“Pagare le tasse non è un fardello, è il canone che paghiamo per vivere in una società civilizzata”. La Gran Bretagna non è la Grecia e Jeremy Corbyn non è Alexis Tsipras, anche se l’ostilità intorno al nuovo leader dei laburisti inglesi è simile a quella che ha circondato l’ex premier greco negli otto mesi in cui è stato in carica. Corbyn vuole più welfare State, più salari e più tasse per finanziare la spesa pubblica, ma le sue richieste riguardano un Paese che è fuori dall’euro, che nel 2014 è cresciuto del 2,8 per cento e che ha un deficit sotto controllo, che deve passare dal 4,5 al 3,1 per cento del Pil. Non esattamente le stesse condizioni in cui Tsipras è arrivato al potere in gennaio, quando aveva promesse più generose di quelle di Corbyn ma da applicare in un Paese in default strutturale, privo di accesso ai mercati finanziari e dipendente dagli aiuti internazionali.

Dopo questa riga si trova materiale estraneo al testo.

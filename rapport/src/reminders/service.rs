//! The notification delivery seam.

use async_trait::async_trait;
use std::fmt::Debug;

/// Errors reported by a notification service.
///
/// These never escape a registry operation: the scheduler logs them.
#[derive(Debug, Clone, PartialEq, Eq, thiserror::Error)]
pub enum NotificationError {
    #[error("Failed to schedule notification: {0}")]
    Schedule(String),

    #[error("Failed to cancel notification {handle}: {reason}")]
    Cancel { handle: String, reason: String },

    #[error("Notification backend unavailable: {0}")]
    Unavailable(String),
}

/// Something that can fire a one-shot notification in the future.
#[cfg_attr(test, mockall::automock)]
#[async_trait]
pub trait NotificationService: Send + Sync + Debug {
    /// Schedule a notification `delay_seconds` from now and return its handle.
    async fn schedule_one_shot(
        &self,
        delay_seconds: u64,
        title: String,
        body: String,
    ) -> Result<String, NotificationError>;

    /// Cancel a previously scheduled notification.
    async fn cancel(&self, handle: &str) -> Result<(), NotificationError>;
}
//! Configuration builder.
//!
//! This module provides a builder pattern API for creating configurations.

use super::{Result, models::*, validation};
use crate::reminders::{ReminderCategory, SelectionStrategy};
use std::path::{Path, PathBuf};

/// Builder for creating RapportConfig instances.
#[derive(Debug, Clone)]
pub struct ConfigBuilder {
    config: RapportConfig,
}

impl ConfigBuilder {
    /// Create a new configuration builder with default values.
    pub fn new() -> Self {
        Self {
            config: RapportConfig::default(),
        }
    }

    /// Start from an existing configuration.
    pub fn from_config(config: RapportConfig) -> Self {
        Self { config }
    }

    /// Set the base data directory.
    pub fn with_data_dir<P: AsRef<Path>>(mut self, path: P) -> Self {
        self.config.storage.data_dir = path.as_ref().to_path_buf();
        self
    }

    /// Persist snapshots as JSON files under the data directory.
    pub fn with_file_storage(mut self) -> Self {
        if self.config.storage.data_dir.as_os_str().is_empty() {
            self.config.storage.data_dir = PathBuf::from("./data");
        }
        self.config.storage.backend = StorageBackend::JsonFile;
        self
    }

    /// Keep snapshots in memory only (good for testing)
    pub fn with_memory_storage(mut self) -> Self {
        self.config.storage.backend = StorageBackend::Memory;
        self
    }

    /// Enable or disable reminder arming on contact logging.
    pub fn with_reminders_enabled(mut self, enabled: bool) -> Self {
        self.config.reminders.enabled = enabled;
        self
    }

    /// Days between a logged contact and its reminder.
    pub fn with_reminder_delay_days(mut self, days: u32) -> Self {
        self.config.reminders.delay_days = days;
        self
    }

    /// Message pool used for reminders.
    pub fn with_reminder_category(mut self, category: ReminderCategory) -> Self {
        self.config.reminders.category = category;
        self
    }

    /// Message selection strategy.
    pub fn with_message_selection(mut self, selection: SelectionStrategy) -> Self {
        self.config.reminders.selection = selection;
        self
    }

    /// Set the log level.
    pub fn with_log_level(mut self, level: LogLevel) -> Self {
        self.config.logging.level = level;
        self
    }

    /// Set the log format.
    pub fn with_log_format(mut self, format: LogFormat) -> Self {
        self.config.logging.format = format;
        self
    }

    /// Set the log file.
    pub fn with_log_file<P: AsRef<Path>>(mut self, path: P) -> Self {
        self.config.logging.file = Some(path.as_ref().to_path_buf());
        self
    }

    /// Configure whether to log to stdout.
    pub fn with_stdout_logging(mut self, enabled: bool) -> Self {
        self.config.logging.stdout = enabled;
        self
    }

    /// Use default logging configuration
    pub fn with_default_logging(mut self) -> Self {
        self.config.logging = LoggingConfig::default();
        self
    }

    /// Build and validate the configuration.
    pub fn build(self) -> Result<RapportConfig> {
        validation::validate_config(&self.config)?;
        Ok(self.config)
    }

    /// Create a builder with default settings for all components.
    pub fn defaults() -> Self {
        Self::new().with_file_storage().with_default_logging()
    }
}

impl Default for ConfigBuilder {
    fn default() -> Self {
        Self::new()
    }
}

Corbyn si è fatto la fama di avere un programma molto vago, in economia. Ma non è così. C’è un documento, “The Economy in 2020”, che risale a luglio ed è abbastanza preciso almeno nel delineare le idee di fondo. In sintesi: Corbyn non appartiene ai teorici della decrescita, non è rassegnato a una Gran Bretagna in declino in cui l’unico compito della sinistra è distribuire equamente i sacrifici (modello Tsipras). “La creazione di ricchezza è una cosa buona: tutti noi vogliamo una maggiore prosperità”, è la prima frase, che evoca quell’ “arricchirsi è glorioso” di Deng Xiaoping alle radici del boom cinese di questi decenni. (...)
*** Stefano FELTRI, giornalista e saggista, Gb: meglio il rosso di Corbyn che quello di Tsipras, 'Il Fatto Quotidiano', 15 settembre 2015
Sempre in Mixtura, altri 3 contributi di Stefano Feltri e una mia recensione al suo libro (La politica non serve a niente, Rizzoli, 2015)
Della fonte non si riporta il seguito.